From the records below, copy each line that has the word "demo" in it.

________________

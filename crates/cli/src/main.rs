//! Mercadito CLI - interactive terminal front-end for the storefront demo.
//!
//! # Usage
//!
//! ```bash
//! # Run the demo (seeds one sample product)
//! mercadito
//!
//! # Start with an empty catalog
//! mercadito --no-seed
//!
//! # Empty the cart after a successful checkout
//! mercadito --clear-cart-on-submit
//! ```
//!
//! The shell presents the storefront's three screens (catalog, admin,
//! cart); type `help` at the prompt for the command list. A successful
//! checkout prints a `mailto:` link to open in your mail client.

#![cfg_attr(not(test), forbid(unsafe_code))]
// The shell is a stdout UI.
#![allow(clippy::print_stdout)]

use clap::Parser;

use mercadito_storefront::config::ShopConfig;
use mercadito_storefront::shop::Shop;

mod image;
mod render;
mod repl;

#[derive(Parser)]
#[command(name = "mercadito")]
#[command(author, version, about = "In-memory storefront demo")]
struct Cli {
    /// Start with an empty catalog instead of the sample product
    #[arg(long)]
    no_seed: bool,

    /// Empty the cart after a successful checkout
    #[arg(long)]
    clear_cart_on_submit: bool,
}

fn main() {
    // Initialize tracing
    tracing_subscriber::fmt::init();

    let cli = Cli::parse();

    if let Err(e) = run(&cli) {
        tracing::error!("Command failed: {e}");
        std::process::exit(1);
    }
}

fn run(cli: &Cli) -> Result<(), Box<dyn std::error::Error>> {
    let mut config = ShopConfig::from_env()?;
    if cli.no_seed {
        config.seed_catalog = false;
    }
    if cli.clear_cart_on_submit {
        config.clear_cart_on_submit = true;
    }

    let mut shop = Shop::with_notifier(config, Box::new(render::ToastNotifier));
    repl::run(&mut shop)
}
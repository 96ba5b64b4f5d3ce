//! Checkout composition.
//!
//! Turns the cart and the customer's contact details into a plain-text
//! order summary plus a ready-to-open `mailto:` URI. The engine's contract
//! ends at those strings; actually opening a mail client is the front-end's
//! concern.

use std::fmt::Write as _;

use chrono::{DateTime, Utc};
use thiserror::Error;

use mercadito_core::{CustomerField, CustomerInfo, Money, Order, OrderId, OrderItem};

/// Validation failures that abort a checkout attempt.
///
/// Both are recovered at the submission site: store state is untouched and
/// the checkout form keeps its values for correction.
#[derive(Debug, Error, Clone, PartialEq, Eq)]
pub enum CheckoutError {
    /// Checkout was attempted with no items in the cart.
    #[error("cart is empty")]
    EmptyCart,

    /// One or more mandatory contact fields are blank.
    #[error("missing required fields: {}", join_fields(.0))]
    MissingFields(Vec<CustomerField>),
}

fn join_fields(fields: &[CustomerField]) -> String {
    fields
        .iter()
        .map(ToString::to_string)
        .collect::<Vec<_>>()
        .join(", ")
}

/// The artifacts of a successful checkout composition.
#[derive(Debug, Clone, PartialEq, Eq)]
pub struct OrderSummary {
    /// The transient order record (never stored).
    pub order: Order,
    /// Mail subject line.
    pub subject: String,
    /// Plain-text mail body.
    pub body: String,
    /// Fully composed `mailto:` URI with percent-encoded subject and body.
    pub mailto: String,
}

/// Compose an order summary from resolved cart items and customer details.
///
/// `placed_at` is passed in rather than read from the clock so composition
/// stays deterministic; callers stamp it with `Utc::now()`.
///
/// # Errors
///
/// Returns [`CheckoutError::EmptyCart`] when `items` is empty (checked
/// before anything else, regardless of the customer details), or
/// [`CheckoutError::MissingFields`] naming every required contact field
/// that is empty or whitespace-only.
pub fn compose(
    items: &[OrderItem],
    customer: &CustomerInfo,
    recipient: &str,
    placed_at: DateTime<Utc>,
) -> Result<OrderSummary, CheckoutError> {
    if items.is_empty() {
        return Err(CheckoutError::EmptyCart);
    }

    let missing = customer.missing_required_fields();
    if !missing.is_empty() {
        return Err(CheckoutError::MissingFields(missing));
    }

    let total: Money = items.iter().map(OrderItem::line_total).sum();

    let mut body = String::new();
    let _ = writeln!(body, "New Purchase Order:");
    let _ = writeln!(body);
    let _ = writeln!(body, "CUSTOMER INFORMATION:");
    let _ = writeln!(body, "Name: {}", customer.name);
    let _ = writeln!(body, "Email: {}", customer.email);
    let _ = writeln!(body, "Phone: {}", customer.phone);
    let _ = writeln!(body, "Address: {}", customer.address);
    let _ = writeln!(body, "City: {}", customer.city);
    let _ = writeln!(body, "Zip Code: {}", customer.zip_code);
    let _ = writeln!(body);
    let _ = writeln!(body, "ORDERED PRODUCTS:");
    for item in items {
        let _ = writeln!(
            body,
            "{} x{} - {}",
            item.product.name,
            item.quantity,
            item.line_total()
        );
    }
    let _ = writeln!(body);
    let _ = writeln!(body, "TOTAL: {total}");
    let _ = writeln!(body);
    let _ = writeln!(body, "Date: {}", placed_at.format("%Y-%m-%d %H:%M:%S UTC"));

    let subject = format!("New Purchase Order - {}", customer.name);
    let mailto = format!(
        "mailto:{recipient}?subject={}&body={}",
        urlencoding::encode(&subject),
        urlencoding::encode(&body)
    );

    let order = Order {
        id: OrderId::generate(),
        items: items.to_vec(),
        customer: customer.clone(),
        total,
        placed_at,
    };

    tracing::debug!(order_id = %order.id, total = %total, items = items.len(), "order composed");

    Ok(OrderSummary {
        order,
        subject,
        body,
        mailto,
    })
}
//! Filesystem-safe field sanitization.

/// Replace every character outside `[A-Za-z0-9_-]` with `_`.
///
/// Makes arbitrary field values (names, titles) safe to splice into a
/// command as path segments. Pure and total: there is no input this
/// rejects.
pub fn escape_text(value: &str) -> String {
    value
        .chars()
        .map(|c| {
            if c.is_ascii_alphanumeric() || c == '-' || c == '_' {
                c
            } else {
                '_'
            }
        })
        .collect()
}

________________

Expected answer:
//! Mercadito CLI - interactive terminal front-end for the storefront demo.
//! # Run the demo (seeds one sample product)
#[command(author, version, about = "In-memory storefront demo")]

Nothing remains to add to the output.